| Author |
Blocking Web Sites on a Router ?????
|
|
|
| Hello. I have a question for you guys. How can I set up an extended access list to block certain web sites and not all www traffic. Say for example that I wanted to block www.cnn.com This help is VERY appreciated.
Thanks,
Tim | |
|
| Typically this is done at a firewall, but I guess if you only had a few sites to restrict you could deny all traffic to each of those destination addresses with an access list.
Yankee | |
|
| Yankee- Could you give me an example of that access list.

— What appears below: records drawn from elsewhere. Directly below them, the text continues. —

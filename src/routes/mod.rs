//! Route definitions for the Supascan API.

pub mod health;
pub mod scan;

use axum::{
    http::HeaderValue,
    routing::{get, post},
    Router,
};
use tower_http::cors::{Any, AllowOrigin, CorsLayer};
use tower_http::trace::TraceLayer;

use crate::AppState;

/// Build the application router.
///
/// Cross-origin access is restricted to the configured frontend origin;
/// when none is configured (or it is not a valid header value) any origin
/// is accepted.
pub fn router(state: AppState) -> Router {
    let allow_origin = match state.config.frontend_url.parse::<HeaderValue>() {
        Ok(origin) if !state.config.frontend_url.is_empty() => AllowOrigin::exact(origin),
        _ => AllowOrigin::any(),
    };
    let cors = CorsLayer::new()
        .allow_origin(allow_origin)
        .allow_methods(Any)
        .allow_headers(Any);

    Router::new()
        .route("/health/live", get(health::live))
        .route("/health/ready", get(health::ready))
        .route("/api/v1/scan", post(scan::scan))
        .layer(TraceLayer::new_for_http())
        .layer(cors)
        .with_state(state)
}
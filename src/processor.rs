//! Datagram decoding, validation and publishing
use crate::snapshot::Snapshot;
use crate::stats::Stats;
use crate::store::StateStore;
use serde_json::Value;
use std::sync::Arc;
use std::time::Instant;
use thiserror::Error;
use tokio::sync::RwLock;

/// Paths that must be present and non-null before a value counts as a snapshot.
const REQUIRED_FIELDS: [&str; 4] = [
    "/timestamp/simulation_time",
    "/simulation",
    "/config",
    "/topology/ues",
];

#[derive(Debug, Error)]
pub enum DecodeError {
    #[error("datagram is not valid UTF-8: {0}")]
    InvalidUtf8(#[from] std::str::Utf8Error),

    #[error("malformed JSON: {0}")]
    Json(#[source] serde_json::Error),

    #[error("missing required field `{0}`")]
    MissingField(&'static str),

    #[error("snapshot has unexpected shape: {0}")]
    Schema(#[source] serde_json::Error),
}

/// Turn one datagram into a snapshot.
pub fn decode(data: &[u8]) -> Result<Snapshot, DecodeError> {
    let text = std::str::from_utf8(data)?;
    let value: Value = serde_json::from_str(text).map_err(DecodeError::Json)?;
    validate(&value)?;
    serde_json::from_value(value).map_err(DecodeError::Schema)
}

/// Check the minimal top-level shape without looking at anything optional.
pub fn validate(value: &Value) -> Result<(), DecodeError> {
    for path in REQUIRED_FIELDS {
        match value.pointer(path) {
            None | Some(Value::Null) => return Err(DecodeError::MissingField(&path[1..])),
            Some(_) => {}
        }
    }
    Ok(())
}

/// Runs decode → validate → publish for each datagram and keeps the counters.
pub struct SnapshotProcessor {
    store: Arc<StateStore>,
    stats: Arc<RwLock<Stats>>,
}

impl SnapshotProcessor {
    pub fn new(store: Arc<StateStore>, stats: Arc<RwLock<Stats>>) -> Self {
        Self { store, stats }
    }

    /// Failed datagrams leave the store untouched.
    pub async fn process_datagram(&self, data: &[u8]) -> Result<(), DecodeError> {
        let process_start = Instant::now();

        match decode(data) {
            Ok(snapshot) => {
                log::debug!(
                    "snapshot t={:.3}s with {} UEs, {} gNBs",
                    snapshot.timestamp.simulation_time,
                    snapshot.topology.ues.len(),
                    snapshot.topology.gnbs.len()
                );
                // already validated as UTF-8 by decode
                let raw = String::from_utf8_lossy(data).into_owned();
                self.store.publish(snapshot, raw);

                let mut stats = self.stats.write().await;
                stats.record_success(data.len());
                stats.add_latency(process_start.elapsed().as_micros() as u64);
                Ok(())
            }
            Err(e) => {
                self.stats.write().await.record_failure();
                Err(e)
            }
        }
    }

    pub async fn record_receive_error(&self) {
        self.stats.write().await.record_failure();
    }
}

Having some trouble with the format of the extended access list. The reason for this is- The person that I want restricted has access to the proxy, but not the router so if i did it at the router level it would work for me.
Thanks,
Tim | |
|
| If he uses a static ip you could define him as the source like this:
access-list 101 deny ip <his ip address> 0.0.0.0 <www.cnn.com ip address> 0.0.0.0 eq www
access-list 101 permit ip any any
I think the www.cnn.com may work in place of its ip but I'm not certain and there is no doubt it would be more efficient with the IP.
Let me know how it goes,
Yankee | |
|
| Correct me if i am wrong. Is it
access-list 101 deny tcp <his ip address> 0.0.0.0 <www.cnn.com ip address> 0.0.0.0 eq www
access-list 101 permit ip any any
------------------
|
|
|
|